Copy out each line of the data holding "BTreeMap".

[Records from a data collection]
====

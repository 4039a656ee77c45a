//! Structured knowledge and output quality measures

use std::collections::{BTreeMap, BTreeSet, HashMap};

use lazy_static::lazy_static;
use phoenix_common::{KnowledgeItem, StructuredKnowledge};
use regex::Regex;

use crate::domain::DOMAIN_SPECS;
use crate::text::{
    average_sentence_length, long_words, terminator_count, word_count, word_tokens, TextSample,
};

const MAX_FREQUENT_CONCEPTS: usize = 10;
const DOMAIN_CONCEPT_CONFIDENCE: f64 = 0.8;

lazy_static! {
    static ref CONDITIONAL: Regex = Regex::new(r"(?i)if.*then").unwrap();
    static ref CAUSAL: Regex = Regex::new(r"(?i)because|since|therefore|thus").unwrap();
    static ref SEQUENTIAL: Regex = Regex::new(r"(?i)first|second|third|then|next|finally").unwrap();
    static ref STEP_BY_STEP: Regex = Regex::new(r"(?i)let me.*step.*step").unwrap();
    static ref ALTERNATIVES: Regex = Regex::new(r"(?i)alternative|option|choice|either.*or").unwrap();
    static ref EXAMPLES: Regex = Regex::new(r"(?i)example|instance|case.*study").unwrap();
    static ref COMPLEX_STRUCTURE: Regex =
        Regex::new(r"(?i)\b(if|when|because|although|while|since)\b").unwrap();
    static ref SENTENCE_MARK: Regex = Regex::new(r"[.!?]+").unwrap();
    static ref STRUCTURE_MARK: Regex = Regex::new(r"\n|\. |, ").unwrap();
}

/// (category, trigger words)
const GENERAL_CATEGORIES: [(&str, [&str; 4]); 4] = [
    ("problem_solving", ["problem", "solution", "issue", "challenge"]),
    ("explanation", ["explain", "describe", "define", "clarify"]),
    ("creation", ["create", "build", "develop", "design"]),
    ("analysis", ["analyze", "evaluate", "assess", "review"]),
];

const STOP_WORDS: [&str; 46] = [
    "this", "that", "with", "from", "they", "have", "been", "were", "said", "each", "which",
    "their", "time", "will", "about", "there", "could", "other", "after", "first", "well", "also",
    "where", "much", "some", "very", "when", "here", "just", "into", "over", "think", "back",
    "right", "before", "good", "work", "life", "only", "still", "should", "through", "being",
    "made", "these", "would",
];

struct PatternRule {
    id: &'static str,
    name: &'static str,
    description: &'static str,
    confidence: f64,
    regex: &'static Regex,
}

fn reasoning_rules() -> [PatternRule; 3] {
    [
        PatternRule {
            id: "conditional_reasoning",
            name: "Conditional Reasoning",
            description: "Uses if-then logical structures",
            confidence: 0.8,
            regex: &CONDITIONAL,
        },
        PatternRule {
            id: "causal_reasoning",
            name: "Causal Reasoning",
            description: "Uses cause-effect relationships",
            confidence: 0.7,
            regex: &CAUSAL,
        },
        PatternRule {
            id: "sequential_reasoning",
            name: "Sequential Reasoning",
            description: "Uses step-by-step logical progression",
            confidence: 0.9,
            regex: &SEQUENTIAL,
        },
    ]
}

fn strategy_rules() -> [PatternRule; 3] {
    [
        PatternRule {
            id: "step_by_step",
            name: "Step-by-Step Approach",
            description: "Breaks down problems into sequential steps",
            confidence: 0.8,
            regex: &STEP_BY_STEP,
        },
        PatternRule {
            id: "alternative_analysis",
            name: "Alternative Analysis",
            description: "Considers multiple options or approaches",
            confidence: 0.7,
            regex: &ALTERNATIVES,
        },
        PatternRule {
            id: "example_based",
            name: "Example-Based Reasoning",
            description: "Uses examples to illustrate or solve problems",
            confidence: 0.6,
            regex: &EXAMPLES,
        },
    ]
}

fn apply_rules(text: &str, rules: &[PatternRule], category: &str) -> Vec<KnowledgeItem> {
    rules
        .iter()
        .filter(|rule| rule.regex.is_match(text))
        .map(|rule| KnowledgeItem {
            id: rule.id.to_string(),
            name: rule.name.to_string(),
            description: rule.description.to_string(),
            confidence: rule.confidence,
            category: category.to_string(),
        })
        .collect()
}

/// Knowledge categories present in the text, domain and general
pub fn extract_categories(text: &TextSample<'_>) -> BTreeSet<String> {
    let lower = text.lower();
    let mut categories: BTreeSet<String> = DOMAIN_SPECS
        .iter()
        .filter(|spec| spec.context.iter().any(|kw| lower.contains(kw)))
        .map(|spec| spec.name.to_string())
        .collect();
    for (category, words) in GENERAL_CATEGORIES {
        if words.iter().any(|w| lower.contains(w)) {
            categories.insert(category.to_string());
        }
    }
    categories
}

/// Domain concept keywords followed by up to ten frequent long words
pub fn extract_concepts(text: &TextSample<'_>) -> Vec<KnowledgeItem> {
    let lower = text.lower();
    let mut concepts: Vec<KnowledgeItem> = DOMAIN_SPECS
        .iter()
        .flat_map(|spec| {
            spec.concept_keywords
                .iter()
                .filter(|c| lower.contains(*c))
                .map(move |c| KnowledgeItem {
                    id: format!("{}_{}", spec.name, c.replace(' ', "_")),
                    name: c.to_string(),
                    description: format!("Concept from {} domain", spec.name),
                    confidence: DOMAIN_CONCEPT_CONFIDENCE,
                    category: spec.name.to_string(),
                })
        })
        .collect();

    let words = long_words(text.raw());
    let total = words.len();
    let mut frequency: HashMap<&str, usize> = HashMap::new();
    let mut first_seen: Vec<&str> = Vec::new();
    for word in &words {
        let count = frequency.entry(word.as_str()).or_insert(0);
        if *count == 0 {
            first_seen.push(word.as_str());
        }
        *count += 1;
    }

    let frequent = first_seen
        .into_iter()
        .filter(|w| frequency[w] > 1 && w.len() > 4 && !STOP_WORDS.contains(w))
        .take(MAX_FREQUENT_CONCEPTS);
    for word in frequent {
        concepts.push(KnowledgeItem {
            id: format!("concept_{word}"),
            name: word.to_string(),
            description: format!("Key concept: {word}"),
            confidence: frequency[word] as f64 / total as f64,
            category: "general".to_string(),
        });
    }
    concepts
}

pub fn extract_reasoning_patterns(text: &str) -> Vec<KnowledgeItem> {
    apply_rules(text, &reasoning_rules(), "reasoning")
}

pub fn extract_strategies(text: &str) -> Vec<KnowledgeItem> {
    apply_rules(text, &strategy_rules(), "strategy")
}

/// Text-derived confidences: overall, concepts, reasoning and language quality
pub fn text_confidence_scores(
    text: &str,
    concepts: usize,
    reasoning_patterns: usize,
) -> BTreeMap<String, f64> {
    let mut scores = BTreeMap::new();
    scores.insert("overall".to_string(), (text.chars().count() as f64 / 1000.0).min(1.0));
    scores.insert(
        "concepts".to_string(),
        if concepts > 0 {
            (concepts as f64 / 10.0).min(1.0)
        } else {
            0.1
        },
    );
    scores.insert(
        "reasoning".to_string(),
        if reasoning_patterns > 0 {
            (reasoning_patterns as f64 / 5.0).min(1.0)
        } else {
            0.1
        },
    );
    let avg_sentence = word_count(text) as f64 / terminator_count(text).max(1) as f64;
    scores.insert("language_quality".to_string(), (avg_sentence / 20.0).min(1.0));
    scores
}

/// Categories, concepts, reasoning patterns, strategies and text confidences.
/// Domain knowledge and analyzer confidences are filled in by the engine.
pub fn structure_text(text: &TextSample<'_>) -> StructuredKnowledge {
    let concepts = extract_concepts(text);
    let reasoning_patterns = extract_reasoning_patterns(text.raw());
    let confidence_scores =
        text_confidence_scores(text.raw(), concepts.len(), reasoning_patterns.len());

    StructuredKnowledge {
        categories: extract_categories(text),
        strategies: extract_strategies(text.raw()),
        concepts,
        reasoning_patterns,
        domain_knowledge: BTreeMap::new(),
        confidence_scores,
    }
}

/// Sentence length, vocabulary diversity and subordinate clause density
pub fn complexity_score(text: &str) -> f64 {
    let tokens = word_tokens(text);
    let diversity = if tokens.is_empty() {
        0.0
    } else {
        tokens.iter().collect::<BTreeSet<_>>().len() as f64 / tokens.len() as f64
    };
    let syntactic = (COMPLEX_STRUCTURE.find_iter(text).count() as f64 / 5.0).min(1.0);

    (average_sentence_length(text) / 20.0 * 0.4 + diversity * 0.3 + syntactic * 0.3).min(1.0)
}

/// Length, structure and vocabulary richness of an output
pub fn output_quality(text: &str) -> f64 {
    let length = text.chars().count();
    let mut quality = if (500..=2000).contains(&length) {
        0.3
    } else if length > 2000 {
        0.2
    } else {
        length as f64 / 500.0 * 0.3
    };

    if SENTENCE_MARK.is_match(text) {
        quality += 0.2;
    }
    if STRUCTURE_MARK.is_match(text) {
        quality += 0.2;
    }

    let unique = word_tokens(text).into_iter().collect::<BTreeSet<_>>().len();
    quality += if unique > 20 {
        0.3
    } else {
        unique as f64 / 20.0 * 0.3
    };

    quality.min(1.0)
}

====

▶ WRITTEN RESPONSE
use std::collections::{BTreeMap, BTreeSet, HashMap};
) -> BTreeMap<String, f64> {
    let mut scores = BTreeMap::new();
        domain_knowledge: BTreeMap::new(),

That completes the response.